Aura itu langsung lenyap, seolah tidak pernah ada.
"Kembalilah dan persiapkan dirimu," perintah Lin Ye dengan nada datar, kembali menatap roti keras di tangannya. "Pada hari pembukaan Makam Pedang, panggil aku di pelataran seperti kau memanggil keledai pengangkut. Jika kau menunjukkan sedikit saja rasa hormat di depan para Tetua, aku akan menghancurkan Dantian-mu di tempat."
"Baik, Senior! Junior akan mengingatnya," Su Yue bangkit dengan susah payah, membungkuk sekali lagi, lalu menghilang ke dalam kegelapan malam, merasa lega karena masih dibiarkan hidup.
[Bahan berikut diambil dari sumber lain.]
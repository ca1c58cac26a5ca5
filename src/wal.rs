use std::fs::{self, File, OpenOptions};
use std::io::{self, BufReader, BufWriter, Read, Write};
use std::path::{Path, PathBuf};

use crate::model::Event;

/// Encode a single event to [len][bincode][crc32] format.
fn encode_event(writer: &mut impl Write, event: &Event) -> io::Result<()> {
    let payload =
        bincode::serialize(event).map_err(|e| io::Error::new(io::ErrorKind::InvalidData, e))?;
    let len = payload.len() as u32;
    let crc = crc32fast::hash(&payload);
    writer.write_all(&len.to_le_bytes())?;
    writer.write_all(&payload)?;
    writer.write_all(&crc.to_le_bytes())?;
    Ok(())
}

/// Read exactly `buf.len()` bytes. `Ok(false)` on a clean or torn EOF.
fn read_full(reader: &mut impl Read, buf: &mut [u8]) -> io::Result<bool> {
    match reader.read_exact(buf) {
        Ok(()) => Ok(true),
        Err(e) if e.kind() == io::ErrorKind::UnexpectedEof => Ok(false),
        Err(e) => Err(e),
    }
}

/// Decode the next entry. `Ok(None)` means end of the valid log: EOF, a torn
/// tail, a CRC mismatch, or an undecodable payload.
fn decode_next(reader: &mut impl Read) -> io::Result<Option<Event>> {
    let mut len_buf = [0u8; 4];
    if !read_full(reader, &mut len_buf)? {
        return Ok(None);
    }
    let len = u32::from_le_bytes(len_buf) as usize;

    let mut payload = vec![0u8; len];
    if !read_full(reader, &mut payload)? {
        return Ok(None);
    }

    let mut crc_buf = [0u8; 4];
    if !read_full(reader, &mut crc_buf)? {
        return Ok(None);
    }
    if u32::from_le_bytes(crc_buf) != crc32fast::hash(&payload) {
        return Ok(None);
    }

    Ok(bincode::deserialize::<Event>(&payload).ok())
}

/// Append-only write-ahead log of store events.
///
/// Format per entry: `[u32: len][bincode: Event][u32: crc32]`, little-endian.
/// A torn or corrupt tail (crash mid-write) ends replay at the last good entry.
pub struct Wal {
    writer: BufWriter<File>,
    path: PathBuf,
    appends_since_compact: u64,
}

impl Wal {
    /// Open (or create) the log at `path` for appending.
    pub fn open(path: &Path) -> io::Result<Self> {
        let file = OpenOptions::new().create(true).append(true).open(path)?;
        Ok(Self {
            writer: BufWriter::new(file),
            path: path.to_path_buf(),
            appends_since_compact: 0,
        })
    }

    #[cfg(test)]
    pub fn append(&mut self, event: &Event) -> io::Result<()> {
        self.append_buffered(event)?;
        self.flush_sync()
    }

    /// Buffer an event without syncing. Follow a batch with `flush_sync()`.
    pub fn append_buffered(&mut self, event: &Event) -> io::Result<()> {
        encode_event(&mut self.writer, event)?;
        self.appends_since_compact += 1;
        Ok(())
    }

    pub fn flush_sync(&mut self) -> io::Result<()> {
        self.writer.flush()?;
        self.writer.get_ref().sync_all()
    }

    pub fn path(&self) -> &Path {
        &self.path
    }

    pub fn appends_since_compact(&self) -> u64 {
        self.appends_since_compact
    }

    /// Phase one of compaction: write the snapshot to `<path>.wal.tmp` and fsync.
    pub fn write_compact_file(path: &Path, events: &[Event]) -> io::Result<()> {
        let tmp_path = path.with_extension("wal.tmp");
        let mut writer = BufWriter::new(File::create(&tmp_path)?);
        for event in events {
            encode_event(&mut writer, event)?;
        }
        writer.flush()?;
        writer.get_ref().sync_all()
    }

    /// Phase two: rename the snapshot over the log and reopen it.
    pub fn swap_compact_file(&mut self) -> io::Result<()> {
        let tmp_path = self.path.with_extension("wal.tmp");
        fs::rename(&tmp_path, &self.path)?;
        let file = OpenOptions::new().create(true).append(true).open(&self.path)?;
        self.writer = BufWriter::new(file);
        self.appends_since_compact = 0;
        Ok(())
    }

    #[cfg(test)]
    pub fn compact(&mut self, events: &[Event]) -> io::Result<()> {
        Self::write_compact_file(&self.path, events)?;
        self.swap_compact_file()
    }

    /// Replay every valid event. A missing file is an empty log.
    pub fn replay(path: &Path) -> io::Result<Vec<Event>> {
        let file = match File::open(path) {
            Ok(f) => f,
            Err(e) if e.kind() == io::ErrorKind::NotFound => return Ok(Vec::new()),
            Err(e) => return Err(e),
        };
        let mut reader = BufReader::new(file);
        let mut events = Vec::new();
        while let Some(event) = decode_next(&mut reader)? {
            events.push(event);
        }
        Ok(events)
    }
}
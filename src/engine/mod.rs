mod catalog;
mod error;
mod groups;
mod leaves;
mod overlap;
mod recency;
#[cfg(test)]
mod tests;

pub use catalog::{normalize_ids, NewTeam, PodQuery, TeamQuery, UserQuery};
pub use error::EngineError;
pub use groups::group_by_member;
pub use leaves::{LeaveEdit, LeaveQuery, NewLeave};

use std::future::Future;
use std::sync::Arc;

use ulid::Ulid;

use crate::holiday::{HolidayCalendar, PublicHoliday};
use crate::model::Ms;
use crate::observability::OpTimer;
use crate::store::Store;

/// Source of recency timestamps (epoch millis).
pub type Clock = Arc<dyn Fn() -> Ms + Send + Sync>;

pub fn now_ms() -> Ms {
    std::time::SystemTime::now()
        .duration_since(std::time::UNIX_EPOCH)
        .map(|d| d.as_millis() as Ms)
        .unwrap_or(0)
}

pub fn system_clock() -> Clock {
    Arc::new(now_ms)
}

/// Leave query and aggregation engine.
///
/// Holds no mutable state of its own: every operation reads and writes through
/// the [`Store`], so one engine can be shared across tasks behind an `Arc`.
/// Read-then-write sequences (favorite toggle, view recording) are not atomic
/// against concurrent callers on the same key; the last writer wins.
pub struct Engine {
    store: Arc<dyn Store>,
    clock: Clock,
    holidays: Arc<HolidayCalendar>,
}

impl Engine {
    pub fn new(store: Arc<dyn Store>) -> Self {
        Self::with_clock(store, system_clock())
    }

    pub fn with_clock(store: Arc<dyn Store>, clock: Clock) -> Self {
        Self {
            store,
            clock,
            holidays: Arc::new(HolidayCalendar::empty()),
        }
    }

    /// Attach the read-only holiday calendar loaded at startup.
    pub fn with_holidays(mut self, holidays: Arc<HolidayCalendar>) -> Self {
        self.holidays = holidays;
        self
    }

    /// Public holidays in `year`, optionally narrowed to one country (plus `ALL`).
    pub fn holidays(&self, year: i32, country: Option<&str>) -> Vec<&PublicHoliday> {
        match country {
            Some(country) => self.holidays.by_year_and_country(year, country),
            None => self.holidays.by_year(year),
        }
    }

    pub fn store(&self) -> &Arc<dyn Store> {
        &self.store
    }

    pub(crate) fn now(&self) -> Ms {
        (self.clock)()
    }

    pub(crate) fn new_id() -> String {
        Ulid::new().to_string()
    }
}

/// Run `fut` and record its outcome under `operation`.
pub(crate) async fn observed<T, F>(operation: &'static str, fut: F) -> Result<T, EngineError>
where
    F: Future<Output = Result<T, EngineError>>,
{
    let timer = OpTimer::start(operation);
    let result = fut.await;
    timer.finish(&result);
    result
}
use chrono::NaiveDate;
use tracing::debug;

use crate::limits::MAX_NOTE_LEN;
use crate::model::*;
use crate::page::PageRequest;

use super::{observed, Engine, EngineError};

#[derive(Debug, Clone)]
pub struct NewLeave {
    /// Generated when absent.
    pub id: Option<String>,
    pub user_id: String,
    pub start: NaiveDate,
    pub end: NaiveDate,
    pub source: LeaveSource,
    pub status: LeaveStatus,
    pub note: Option<String>,
}

#[derive(Debug, Clone)]
pub struct LeaveEdit {
    pub start: NaiveDate,
    pub end: NaiveDate,
    pub note: Option<String>,
}

#[derive(Debug, Clone, Default)]
pub struct LeaveQuery {
    pub user_ids: Vec<String>,
    pub range: DateRange,
    pub page: Option<PageRequest>,
}

fn validate(start: NaiveDate, end: NaiveDate, note: Option<&str>) -> Result<(), EngineError> {
    if start > end {
        return Err(EngineError::InvalidInterval { start, end });
    }
    if note.is_some_and(|n| n.len() > MAX_NOTE_LEN) {
        return Err(EngineError::LimitExceeded("note too long"));
    }
    Ok(())
}

impl Engine {
    pub async fn get_leave(&self, id: &str) -> Result<LeaveRecord, EngineError> {
        self.store
            .get_leave(id)
            .await?
            .ok_or_else(|| EngineError::not_found("leave", id))
    }

    pub async fn create_leave(&self, new: NewLeave) -> Result<LeaveRecord, EngineError> {
        observed("create_leave", async {
            validate(new.start, new.end, new.note.as_deref())?;
            let leave = LeaveRecord {
                id: new.id.unwrap_or_else(Engine::new_id),
                user_id: new.user_id,
                start: new.start,
                end: new.end,
                source: new.source,
                status: new.status,
                note: new.note,
            };
            debug!("create leave {} for {}", leave.id, leave.user_id);
            Ok(self.store.save_leave(leave).await?)
        })
        .await
    }

    /// Change dates and note. The edited record goes back to `Pending`.
    pub async fn update_leave(&self, id: &str, edit: LeaveEdit) -> Result<LeaveRecord, EngineError> {
        observed("update_leave", async {
            validate(edit.start, edit.end, edit.note.as_deref())?;
            let current = self.get_leave(id).await?;
            let updated = current.edited(edit.start, edit.end, edit.note);
            Ok(self.store.save_leave(updated).await?)
        })
        .await
    }

    pub async fn delete_leave(&self, id: &str) -> Result<(), EngineError> {
        observed("delete_leave", async {
            if !self.store.delete_leave(id).await? {
                return Err(EngineError::not_found("leave", id));
            }
            debug!("deleted leave {id}");
            Ok(())
        })
        .await
    }

    /// With user ids the overlap filter applies; without, every leave is listed
    /// and the range is ignored.
    pub async fn list_leaves(&self, query: &LeaveQuery) -> Result<Vec<LeaveRecord>, EngineError> {
        if query.user_ids.is_empty() {
            return observed("list_leaves", async {
                Ok(self.store.list_leaves(query.page.as_ref()).await?)
            })
            .await;
        }
        self.leaves_in_range(&query.user_ids, query.range, query.page.as_ref())
            .await
    }
}
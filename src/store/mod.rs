//! Persistence collaborator: one method per access pattern.
//!
//! Listing methods take an optional [`PageRequest`]. Without one they return
//! the full result in the pattern's natural order; with one they sort by the
//! descriptor's key (id as tie-break) and slice.

mod memory;
mod writer;

pub use memory::{MemoryStore, StoreStats};

use async_trait::async_trait;

use crate::model::*;
use crate::page::PageRequest;

#[derive(Debug)]
pub enum StoreError {
    Wal(String),
    WriterClosed,
}

impl std::fmt::Display for StoreError {
    fn fmt(&self, f: &mut std::fmt::Formatter<'_>) -> std::fmt::Result {
        match self {
            StoreError::Wal(e) => write!(f, "WAL error: {e}"),
            StoreError::WriterClosed => write!(f, "WAL writer shut down"),
        }
    }
}

impl std::error::Error for StoreError {}

#[async_trait]
pub trait Store: Send + Sync {
    // ── Users ────────────────────────────────────────────────

    async fn get_user(&self, id: &str) -> Result<Option<User>, StoreError>;

    /// Unknown ids are silently omitted. Input order, duplicates removed.
    async fn users_by_ids(&self, ids: &[String]) -> Result<Vec<User>, StoreError>;

    async fn list_users(&self, page: Option<&PageRequest>) -> Result<Vec<User>, StoreError>;

    /// Case-insensitive substring over display name, email and employee id.
    async fn search_users(&self, query: &str, page: Option<&PageRequest>) -> Result<Vec<User>, StoreError>;

    async fn save_user(&self, user: User) -> Result<User, StoreError>;

    // ── Teams & pods ─────────────────────────────────────────

    async fn get_group(&self, group: &GroupRef) -> Result<Option<Group>, StoreError>;

    async fn teams_by_ids(&self, ids: &[String]) -> Result<Vec<Group>, StoreError>;

    async fn list_teams(&self, page: Option<&PageRequest>) -> Result<Vec<Group>, StoreError>;

    async fn search_teams(&self, query: &str, page: Option<&PageRequest>) -> Result<Vec<Group>, StoreError>;

    async fn teams_by_type(
        &self,
        team_type: TeamType,
        page: Option<&PageRequest>,
    ) -> Result<Vec<Group>, StoreError>;

    async fn teams_by_creator(&self, created_by: &str, page: Option<&PageRequest>) -> Result<Vec<Group>, StoreError>;

    async fn teams_by_type_and_creator(
        &self,
        team_type: TeamType,
        created_by: &str,
        page: Option<&PageRequest>,
    ) -> Result<Vec<Group>, StoreError>;

    async fn list_pods(&self, page: Option<&PageRequest>) -> Result<Vec<Group>, StoreError>;

    async fn search_pods(&self, query: &str, page: Option<&PageRequest>) -> Result<Vec<Group>, StoreError>;

    async fn save_group(&self, group: Group) -> Result<Group, StoreError>;

    /// Returns whether anything was removed.
    async fn delete_group(&self, group: &GroupRef) -> Result<bool, StoreError>;

    // ── Leaves ───────────────────────────────────────────────

    async fn get_leave(&self, id: &str) -> Result<Option<LeaveRecord>, StoreError>;

    async fn leaves_by_user(&self, user_id: &str) -> Result<Vec<LeaveRecord>, StoreError>;

    /// Leaves of `user_ids` overlapping `range` (inclusive on both ends).
    async fn leaves_for_users_in_range(
        &self,
        user_ids: &[String],
        range: DateRange,
        page: Option<&PageRequest>,
    ) -> Result<Vec<LeaveRecord>, StoreError>;

    async fn list_leaves(&self, page: Option<&PageRequest>) -> Result<Vec<LeaveRecord>, StoreError>;

    async fn save_leave(&self, leave: LeaveRecord) -> Result<LeaveRecord, StoreError>;

    async fn delete_leave(&self, id: &str) -> Result<bool, StoreError>;

    // ── Favorites ────────────────────────────────────────────

    async fn get_favorite(&self, user_id: &str, team_id: &str) -> Result<Option<FavoriteEntry>, StoreError>;

    async fn create_favorite(&self, entry: FavoriteEntry) -> Result<FavoriteEntry, StoreError>;

    async fn delete_favorite(&self, user_id: &str, team_id: &str) -> Result<bool, StoreError>;

    /// Most recent first.
    async fn favorites_by_user(
        &self,
        user_id: &str,
        page: Option<&PageRequest>,
    ) -> Result<Vec<FavoriteEntry>, StoreError>;

    // ── View history ─────────────────────────────────────────

    async fn get_view_history(
        &self,
        user_id: &str,
        item_id: &str,
        item_type: ViewType,
    ) -> Result<Option<ViewHistoryEntry>, StoreError>;

    /// Insert or replace the entry keyed by (user, item, type).
    async fn upsert_view_history(&self, entry: ViewHistoryEntry) -> Result<ViewHistoryEntry, StoreError>;

    /// Most recent first.
    async fn view_history_by_user(
        &self,
        user_id: &str,
        page: Option<&PageRequest>,
    ) -> Result<Vec<ViewHistoryEntry>, StoreError>;
}
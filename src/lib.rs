pub mod compactor;
pub mod config;
pub mod engine;
pub mod holiday;
pub mod limits;
pub mod model;
pub mod observability;
pub mod page;
pub mod store;
pub mod wal;
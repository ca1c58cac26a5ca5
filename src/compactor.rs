use std::sync::Arc;
use std::time::Duration;

use tracing::{info, warn};

use crate::observability::WAL_COMPACTIONS_TOTAL;
use crate::store::MemoryStore;

/// Background task that compacts the WAL once `threshold` appends have piled up.
pub async fn run_compactor(store: Arc<MemoryStore>, threshold: u64, every: Duration) {
    let mut interval = tokio::time::interval(every);
    loop {
        interval.tick().await;
        compact_if_needed(&store, threshold).await;
    }
}

/// Returns whether a compaction ran successfully.
pub async fn compact_if_needed(store: &MemoryStore, threshold: u64) -> bool {
    if threshold == 0 || !store.is_durable() {
        return false;
    }
    let appends = store.wal_appends_since_compact().await;
    if appends < threshold {
        return false;
    }
    match store.compact_wal().await {
        Ok(()) => {
            metrics::counter!(WAL_COMPACTIONS_TOTAL, "status" => "ok").increment(1);
            info!("compacted WAL after {appends} appends");
            true
        }
        Err(e) => {
            metrics::counter!(WAL_COMPACTIONS_TOTAL, "status" => "error").increment(1);
            warn!("WAL compaction failed: {e}");
            false
        }
    }
}
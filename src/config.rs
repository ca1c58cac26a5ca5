use std::path::PathBuf;
use std::time::Duration;

/// WAL file name inside the data dir.
pub const WAL_FILE_NAME: &str = "timeoff.wal";

/// Process configuration, read from `TIMEOFF_*` environment variables.
/// Unparseable values fall back to the default.
#[derive(Debug, Clone, PartialEq, Eq)]
pub struct Config {
    pub data_dir: PathBuf,
    pub metrics_port: Option<u16>,
    /// Compact once this many appends have accumulated. 0 disables.
    pub compact_threshold: u64,
    pub compact_interval: Duration,
    pub holidays_file: Option<PathBuf>,
}

impl Default for Config {
    fn default() -> Self {
        Self {
            data_dir: PathBuf::from("./data"),
            metrics_port: None,
            compact_threshold: 1000,
            compact_interval: Duration::from_secs(30),
            holidays_file: None,
        }
    }
}

impl Config {
    pub fn from_env() -> Self {
        Self::from_lookup(|key| std::env::var(key).ok())
    }

    pub fn from_lookup(lookup: impl Fn(&str) -> Option<String>) -> Self {
        let defaults = Self::default();
        let parsed = |key: &str| lookup(key).and_then(|v| v.trim().parse::<u64>().ok());

        Self {
            data_dir: lookup("TIMEOFF_DATA_DIR")
                .map(PathBuf::from)
                .unwrap_or(defaults.data_dir),
            metrics_port: lookup("TIMEOFF_METRICS_PORT").and_then(|v| v.trim().parse().ok()),
            compact_threshold: parsed("TIMEOFF_COMPACT_THRESHOLD").unwrap_or(defaults.compact_threshold),
            compact_interval: parsed("TIMEOFF_COMPACT_INTERVAL_SECS")
                .filter(|&secs| secs > 0)
                .map(Duration::from_secs)
                .unwrap_or(defaults.compact_interval),
            holidays_file: lookup("TIMEOFF_HOLIDAYS_FILE")
                .filter(|v| !v.trim().is_empty())
                .map(PathBuf::from),
        }
    }

    pub fn wal_path(&self) -> PathBuf {
        self.data_dir.join(WAL_FILE_NAME)
    }
}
Setelah Su Yue pergi, Lin Ye tersenyum lebar. Matanya berkilat dengan kegembiraan yang buas.
"Makam Pedang Awan Jatuh... Ranah Rahasia yang dipenuhi binatang iblis kuno yang menyimpang dan ribuan tanaman herbal spiritual berusia ratusan tahun," bisik Lin Ye, tangannya mengepal erat hingga lencana kayu di tangannya berderit pelan.
Bagi para murid luar jenius seperti Su Yue, tempat itu adalah ladang ujian dan perburuan. Tapi bagi Lin Ye dan Kuali Penelan Bintangnya yang tengah kelaparan, Makam Pedang itu adalah gelaran pesta pora terbesar di seluruh wilayah sekte.
Tiga hari lagi, perburuan yang sesungguhnya akan dimulai.